TASK:
Identify and pull out each line of the entries in which "title" occurs.
· · · · ·
//! Single-entry lookup, paging and sorting.

use pretty_assertions::assert_eq;
use relay_ldap::{EntriesOptions, FilterNode, LdapError, Operator, SortSpec};

use crate::common::{names, people, person, TestEnv};

/// Tests lookup of exactly one match.
#[tokio::test]
async fn test_entry_by_attribute() -> anyhow::Result<()> {
    let env = TestEnv::new(people(3));

    let entry = env.connection.get_entry_by_attribute("cn", "user2").await?;
    assert_eq!(entry.first_attribute_value("cn"), Some("user2"));
    assert_eq!(entry.dn(), "cn=user2,ou=people,o=org");
    Ok(())
}

/// Tests that a lookup without matches is reported as not found.
#[tokio::test]
async fn test_entry_not_found() -> anyhow::Result<()> {
    let env = TestEnv::new(people(3));

    let err = env
        .connection
        .get_entry_by_attribute("cn", "x")
        .await
        .unwrap_err();
    assert!(matches!(err, LdapError::EntryNotFound(_)));
    assert_eq!(err.code(), 2);
    Ok(())
}

/// Tests that lookups are restricted to the configured object class.
#[tokio::test]
async fn test_lookup_respects_object_class() -> anyhow::Result<()> {
    let directory = people(1);
    directory.insert(relay_ldap::LdapEntry::new(
        "cn=printer,o=org",
        [
            ("objectClass".to_string(), vec!["device".to_string()]),
            ("cn".to_string(), vec!["printer".to_string()]),
        ],
    ));
    let env = TestEnv::new(directory);

    assert!(env
        .connection
        .get_entry_by_attribute("cn", "printer")
        .await
        .is_err());
    let all = env.connection.get_entries(1, 10, &EntriesOptions::new()).await?;
    assert_eq!(names(&all), vec!["user1"]);
    Ok(())
}

/// Tests that unsorted pages pull no more than the requested chunks.
#[tokio::test]
async fn test_unsorted_pages_are_streamed() -> anyhow::Result<()> {
    let env = TestEnv::new(people(10));

    let page = env.connection.get_entries(2, 3, &EntriesOptions::new()).await?;
    assert_eq!(names(&page), vec!["user4", "user5", "user6"]);
    assert_eq!(env.directory.pulled(), 6);
    assert_eq!(env.directory.abandoned(), 1);

    let first = env.connection.get_entries(1, 3, &EntriesOptions::new()).await?;
    assert_eq!(first.len(), 3);
    assert_eq!(env.directory.pulled(), 9);
    Ok(())
}

/// Tests the last partial page and pages past the end.
#[tokio::test]
async fn test_partial_and_empty_pages() -> anyhow::Result<()> {
    let env = TestEnv::new(people(7));

    let last = env.connection.get_entries(3, 3, &EntriesOptions::new()).await?;
    assert_eq!(names(&last), vec!["user7"]);

    let beyond = env.connection.get_entries(4, 3, &EntriesOptions::new()).await?;
    assert!(beyond.is_empty());
    Ok(())
}

/// Tests that page and page size below one are clamped.
#[tokio::test]
async fn test_page_arguments_are_clamped() -> anyhow::Result<()> {
    let env = TestEnv::new(people(3));

    let page = env.connection.get_entries(0, 0, &EntriesOptions::new()).await?;
    assert_eq!(names(&page), vec!["user1"]);
    Ok(())
}

/// Tests a filtered listing.
#[tokio::test]
async fn test_filtered_entries() -> anyhow::Result<()> {
    let env = TestEnv::new(people(12));

    let filter = FilterNode::from_json(
        r#"{"type":"and","children":[
            {"type":"condition","field":"cn","operator":"i_starts_with","value":"USER1"},
            {"type":"condition","field":"uidNumber","operator":"gte","value":11}
        ]}"#,
    )?;
    let page = env
        .connection
        .get_entries(1, 30, &EntriesOptions::new().filter(filter))
        .await?;
    assert_eq!(names(&page), vec!["user11", "user12"]);
    Ok(())
}

/// Tests that an invalid filter fails before any search.
#[tokio::test]
async fn test_invalid_filter_fails_before_search() -> anyhow::Result<()> {
    let env = TestEnv::new(people(3));

    let filter = FilterNode::condition("cn", Operator::IContains, Some("".into()));
    let err = env
        .connection
        .get_entries(1, 10, &EntriesOptions::new().filter(filter))
        .await
        .unwrap_err();
    assert_eq!(err.code(), 5);
    assert_eq!(env.directory.searches(), 0);
    assert_eq!(env.directory.connects(), 0);
    Ok(())
}

/// Tests natural, descending and multi-key sorting.
#[tokio::test]
async fn test_sorted_entries() -> anyhow::Result<()> {
    let env = TestEnv::new(people(12));

    let page = env
        .connection
        .get_entries(1, 4, &EntriesOptions::new().sort("cn:desc".parse()?))
        .await?;
    assert_eq!(names(&page), vec!["user12", "user11", "user10", "user9"]);

    let second = env
        .connection
        .get_entries(2, 5, &EntriesOptions::new().sort(SortSpec::new().ascending("cn")))
        .await?;
    assert_eq!(
        names(&second),
        vec!["user6", "user7", "user8", "user9", "user10"]
    );
    Ok(())
}

/// Tests stable multi-key ordering.
#[tokio::test]
async fn test_multi_key_sort() -> anyhow::Result<()> {
    let directory = relay_ldap::MemoryDirectory::with_entries(vec![
        person("e1", &[("a", "2"), ("b", "1")]),
        person("e2", &[("a", "1"), ("b", "2")]),
        person("e3", &[("a", "1"), ("b", "1")]),
    ]);
    let env = TestEnv::new(directory);

    let sorted = env
        .connection
        .get_entries(1, 10, &EntriesOptions::new().sort("a,b".parse()?))
        .await?;
    assert_eq!(names(&sorted), vec!["e3", "e2", "e1"]);
    Ok(())
}

/// Tests that sorting over the limit fails without a sort.
#[tokio::test]
async fn test_sort_limit() -> anyhow::Result<()> {
    let env = TestEnv::with_config(
        people(10),
        crate::common::config().sort_limit(5),
        None,
    );

    let err = env
        .connection
        .get_entries(1, 3, &EntriesOptions::new().sort("cn".parse()?))
        .await
        .unwrap_err();
    assert!(matches!(err, LdapError::TooManyResultsToSort { limit: 5 }));
    assert_eq!(env.directory.pulled(), 6);
    assert_eq!(env.directory.abandoned(), 1);

    let unsorted = env.connection.get_entries(1, 3, &EntriesOptions::new()).await?;
    assert_eq!(unsorted.len(), 3);

    let exact = TestEnv::with_config(people(5), crate::common::config().sort_limit(5), None);
    let all = exact
        .connection
        .get_entries(1, 10, &EntriesOptions::new().sort("cn".parse()?))
        .await?;
    assert_eq!(all.len(), 5);
    Ok(())
}

/// Tests that missing attributes are aggregated into one error.
#[tokio::test]
async fn test_attributes_exist() -> anyhow::Result<()> {
    let env = TestEnv::new(relay_ldap::MemoryDirectory::with_entries(vec![person(
        "a",
        &[("mail", "a@example.com")],
    )]));

    env.connection
        .assert_attributes_exist(&["cn", "mail", ""])
        .await?;

    let err = env
        .connection
        .assert_attributes_exist(&["mail", "phone", "title"])
        .await
        .unwrap_err();
    match err {
        LdapError::UserAttributeUndefined(missing) => {
            assert_eq!(missing, vec!["phone".to_string(), "title".to_string()]);
        }
        other => panic!("unexpected error: {other}"),
    }
    Ok(())
}

/// Tests that transport failures surface as connection errors.
#[tokio::test]
async fn test_transport_failure() -> anyhow::Result<()> {
    let env = TestEnv::new(people(3));
    env.connection.check_connection().await?;

    env.directory.set_available(false);
    let err = env
        .connection
        .get_entries(1, 10, &EntriesOptions::new())
        .await
        .unwrap_err();
    assert!(err.is_connection_error());

    env.directory.set_available(true);
    assert_eq!(env.connection.get_entries(1, 10, &EntriesOptions::new()).await?.len(), 3);
    assert_eq!(env.directory.connects(), 2);
    Ok(())
}

/// Tests that malformed attribute names are filter errors raised before
/// any search, and leave the session usable.
#[tokio::test]
async fn test_malformed_attribute_names() -> anyhow::Result<()> {
    let env = TestEnv::new(people(3));

    let err = env
        .connection
        .get_entry_by_attribute("cn)(objectClass=*", "x")
        .await
        .unwrap_err();
    assert!(matches!(err, LdapError::FilterInvalid(_)));

    let err = env
        .connection
        .assert_attributes_exist(&["mail", "sn*"])
        .await
        .unwrap_err();
    assert_eq!(err.code(), 5);

    let filter = FilterNode::condition("cn)(objectClass=*", Operator::Eq, Some("x".into()));
    let err = env
        .connection
        .get_entries(1, 10, &EntriesOptions::new().filter(filter))
        .await
        .unwrap_err();
    assert_eq!(err.code(), 5);
    assert_eq!(env.directory.searches(), 0);

    env.connection.check_connection().await?;
    let entry = env.connection.get_entry_by_attribute(" cn ", "user1").await?;
    assert_eq!(entry.dn(), "cn=user1,ou=people,o=org");
    assert_eq!(env.directory.connects(), 1);
    Ok(())
}

/// Tests that first-match lookups ask for a single entry.
#[tokio::test]
async fn test_first_match_lookups_request_one_entry() -> anyhow::Result<()> {
    let env = TestEnv::new(people(50));

    env.connection.check_connection().await?;
    assert_eq!(env.directory.pulled(), 1);
    let request = env.directory.last_request().expect("search recorded");
    assert_eq!(request.size_limit, Some(1));
    assert_eq!(request.page_size, None);

    env.connection.assert_attributes_exist(&["uidNumber"]).await?;
    assert_eq!(env.directory.pulled(), 2);

    env.connection.get_entry_by_attribute("cn", "user50").await?;
    assert_eq!(env.directory.last_request().and_then(|r| r.size_limit), Some(1));
    Ok(())
}

/// Tests that listings are not size limited and sorted collection is
/// fetched in server pages.
#[tokio::test]
async fn test_listing_requests() -> anyhow::Result<()> {
    let env = TestEnv::with_config(people(10), crate::common::config().sort_limit(20), None);

    env.connection.get_entries(1, 4, &EntriesOptions::new()).await?;
    let request = env.directory.last_request().expect("search recorded");
    assert_eq!(request.page_size, Some(4));
    assert_eq!(request.size_limit, None);

    let sorted = env
        .connection
        .get_entries(1, 4, &EntriesOptions::new().sort("cn".parse()?))
        .await?;
    assert_eq!(sorted.len(), 4);
    let request = env.directory.last_request().expect("search recorded");
    assert_eq!(request.page_size, Some(21));
    assert_eq!(request.size_limit, None);
    Ok(())
}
· · · · ·
RESULT FOR THIS TASK:
        .assert_attributes_exist(&["mail", "phone", "title"])
            assert_eq!(missing, vec!["phone".to_string(), "title".to_string()]);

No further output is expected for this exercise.